Caso não seja esse o entendimento, estaríamos admitindo que o prazo só pudesse ter início no primeiro dia útil seguinte, como requer o Parquet Eleitoral, erigindo os dias em que não há expediente normal em causas impeditivas do início do prazo decadencial, o que é vedado pela regra geral disposta no art. 207 do Código Civil.

(…)

Com efeito, o TSE restringiu a aplicabilidade da regra do art. 184, § 1º, do CPC, sendo tal regra cabível tão somente para prorrogar o termo final do prazo decadencial, caso não haja expediente normal no cartório.

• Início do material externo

mod common;

use std::time::Duration;

use anyhow::Result;
use hyper::StatusCode;
use shardkv_lmdb::LmdbStorage;
use shardkv_node::{NodeConfig, NodeRole, ShardNode};
use shardkv_replication::test_utils::MemStore;
use shardkv_replication::{NextKeyValue, ReplicationConfig, Storage, SyncerState};

use crate::common::{call, metadata, wait_for};

fn fast_replication() -> ReplicationConfig {
    ReplicationConfig {
        interval: Duration::from_millis(20),
        request_timeout: Duration::from_secs(2),
        max_entries_per_tick: 1,
    }
}

#[tokio::test]
async fn test_replica_follows_leader() -> Result<()> {
    let _ = tracing_subscriber::fmt::try_init();

    let leader_addr = test_helper::get_unused_addr();
    let replica_addr = test_helper::get_unused_addr();

    let leader_store = MemStore::default();
    let replica_store = MemStore::default();

    let leader = ShardNode::start(
        NodeConfig::new(leader_addr, metadata(0, &[leader_addr])),
        leader_store.clone(),
    )
    .await?;
    let replica = ShardNode::start(
        NodeConfig::new(replica_addr, metadata(0, &[leader_addr]))
            .with_role(NodeRole::Replica)
            .with_replication(fast_replication()),
        replica_store.clone(),
    )
    .await?;

    for (key, value) in [("USA", "Washington"), ("moscow", "russia"), ("minsk", "belarus")] {
        let res = call(leader_addr, "/set", &[("key", key), ("value", value)]).await?;
        assert_eq!(res.status, StatusCode::OK, "{}", res.body);
    }

    let drained = wait_for(|| {
        leader_store.pending_entries().is_empty()
            && replica_store.primary_entries().len() == 3
    })
    .await;
    assert!(drained, "Replica should catch up with the leader.");
    assert_eq!(replica_store.primary_entries(), leader_store.primary_entries());
    assert!(
        replica_store.pending_entries().is_empty(),
        "Replicas must not enqueue what they receive."
    );

    let res = call(replica_addr, "/get", &[("key", "USA")]).await?;
    assert_eq!(res.status, StatusCode::OK);
    assert_eq!(res.body, "Washington");

    let res = call(replica_addr, "/set", &[("key", "USA"), ("value", "Moscow")]).await?;
    assert_eq!(res.status, StatusCode::INTERNAL_SERVER_ERROR);
    assert_eq!(res.body, "node is a read-only replica");
    assert_eq!(replica_store.get("USA").await?.as_deref(), Some("Washington"));

    let stats = replica.replication_statistics().expect("Replica statistics");
    assert!(wait_for(|| stats.num_applied() >= 3).await);
    assert!(matches!(
        replica.syncer_state(),
        Some(SyncerState::Idle | SyncerState::Syncing)
    ));

    replica.shutdown().await?;
    leader.shutdown().await?;

    Ok(())
}

#[tokio::test]
async fn test_replica_survives_missing_leader() -> Result<()> {
    let _ = tracing_subscriber::fmt::try_init();

    let leader_addr = test_helper::get_unused_addr();
    let replica_addr = test_helper::get_unused_addr();

    let replica_store = MemStore::default();
    let replica = ShardNode::start(
        NodeConfig::new(replica_addr, metadata(0, &[leader_addr]))
            .with_role(NodeRole::Replica)
            .with_replication(fast_replication()),
        replica_store.clone(),
    )
    .await?;

    let stats = replica.replication_statistics().expect("Replica statistics");
    assert!(wait_for(|| stats.num_failed_syncs() >= 2).await);

    // The leader comes up late and the replica picks up its writes.
    let leader_store = MemStore::default();
    leader_store.put("USA", "Washington").await?;
    let leader = ShardNode::start(
        NodeConfig::new(leader_addr, metadata(0, &[leader_addr])),
        leader_store.clone(),
    )
    .await?;

    assert!(wait_for(|| replica_store.primary_entries().contains_key("USA")).await);
    assert!(wait_for(|| leader_store.pending_entries().is_empty()).await);

    replica.shutdown().await?;
    leader.shutdown().await?;

    Ok(())
}

#[tokio::test]
async fn test_acknowledgment_is_value_checked() -> Result<()> {
    let _ = tracing_subscriber::fmt::try_init();

    let addr = test_helper::get_unused_addr();
    let store = MemStore::default();
    let node = ShardNode::start(NodeConfig::new(addr, metadata(0, &[addr])), store.clone())
        .await?;

    call(addr, "/set", &[("key", "USA"), ("value", "Washington")]).await?;

    let res = call(addr, "/replicate", &[]).await?;
    assert_eq!(res.status, StatusCode::OK);
    let next: NextKeyValue = serde_json::from_str(&res.body)?;
    assert_eq!(next, NextKeyValue::entry("USA", "Washington"));

    // A newer write lands before the stale acknowledgment.
    call(addr, "/set", &[("key", "USA"), ("value", "Washington DC")]).await?;

    let res = call(addr, "/deleteReplica", &[("key", "USA"), ("value", "Washington")]).await?;
    assert_eq!(res.status, StatusCode::INTERNAL_SERVER_ERROR);
    assert_eq!(res.body, "value mismatch for key USA");
    assert_eq!(
        store.pending_entries().get("USA").map(String::as_str),
        Some("Washington DC"),
    );

    let res = call(addr, "/deleteReplica", &[("key", "USA"), ("value", "Washington DC")]).await?;
    assert_eq!(res.status, StatusCode::OK);
    assert_eq!(res.body, "ok");

    let res = call(addr, "/deleteReplica", &[("key", "USA"), ("value", "Washington DC")]).await?;
    assert_eq!(res.status, StatusCode::INTERNAL_SERVER_ERROR);
    assert_eq!(res.body, "key USA not found");

    let res = call(addr, "/replicate", &[]).await?;
    assert_eq!(res.body, r#"{"key":"","value":"","err":null}"#);

    node.shutdown().await?;

    Ok(())
}

#[tokio::test]
async fn test_lmdb_node_restart() -> Result<()> {
    let _ = tracing_subscriber::fmt::try_init();

    let path = test_helper::temp_dir();
    let addr = test_helper::get_unused_addr();

    let node = ShardNode::start(
        NodeConfig::new(addr, metadata(0, &[addr])),
        LmdbStorage::open(&path).await?,
    )
    .await?;
    let res = call(addr, "/set", &[("key", "USA"), ("value", "Washington")]).await?;
    assert_eq!(res.status, StatusCode::OK, "{}", res.body);
    node.shutdown().await?;

    let addr = test_helper::get_unused_addr();
    let node = ShardNode::start(
        NodeConfig::new(addr, metadata(0, &[addr])),
        LmdbStorage::open(&path).await?,
    )
    .await?;

    let res = call(addr, "/get", &[("key", "USA")]).await?;
    assert_eq!(res.body, "Washington");

    let res = call(addr, "/replicate", &[]).await?;
    let next: NextKeyValue = serde_json::from_str(&res.body)?;
    assert_eq!(next, NextKeyValue::entry("USA", "Washington"));

    node.shutdown().await?;

    Ok(())
}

Ressalta-se que a decisão contida no acórdão do TRE-AM, que motivou a interposição do recurso especial junto ao TSE, espelha tal entendimento, como se constata pela ementa abaixo reproduzida, respaldando a sentença que reconheceu a decadência da representação:

RECURSO ELEITORAL. CONTAGEM DE PRAZO DECADENCIAL. TERMO INICIAL. INAPLICABILIDADE DO ARTIGO 184 DO CPC. TERMO FINAL. EXPEDIENTE NORMAL. REPRESENTAÇÃO INTEMPESTIVA. DECADÊNCIA OPERADA. IMPROVIMENTO.

1. O termo inicial da presente representação deve ser o dia seguinte à diplomação, ainda que nesse dia não tenha havido expediente normal, em razão de dia não útil, de recesso forense ou feriado, sendo inaplicáveis as disposições do artigo 184 do Código de Processo Civil, por ser prazo decadencial.

2. Levando-se em consideração que o termo final ocorreu em dia de expediente normal, sem qualquer fato que fizesse incidir os termos do artigo 184 do CPC, é incontestável a intempestividade da representação, operando-se a decadência.

3.  Recurso improvido.

Com a leitura do inteiro teor do julgado acima verifica-se que a representação foi oferecida em 16/06/2011, ou seja, situação idêntica à dos presentes autos.

Com essas considerações, observa-se que, no caso sob exame, a diplomação se deu em 17/12/2010, sexta-feira, transcorrendo o termo final para propositura da representação em 15/06/2011. No entanto, a representação foi ajuizada em 16/06/2011.

Frente a essas informações, considerando que o termo final do prazo se deu numa quarta-feira, dia normal de expediente, revela-se intempestiva a representação, operando-se a decadência. Mister, portanto, a reforma da sentença, ao efeito de julgar extinta a representação.

Diante do exposto, VOTO pela extinção do feito, com apreciação do mérito, nos termos do art. 269, IV, do CPC.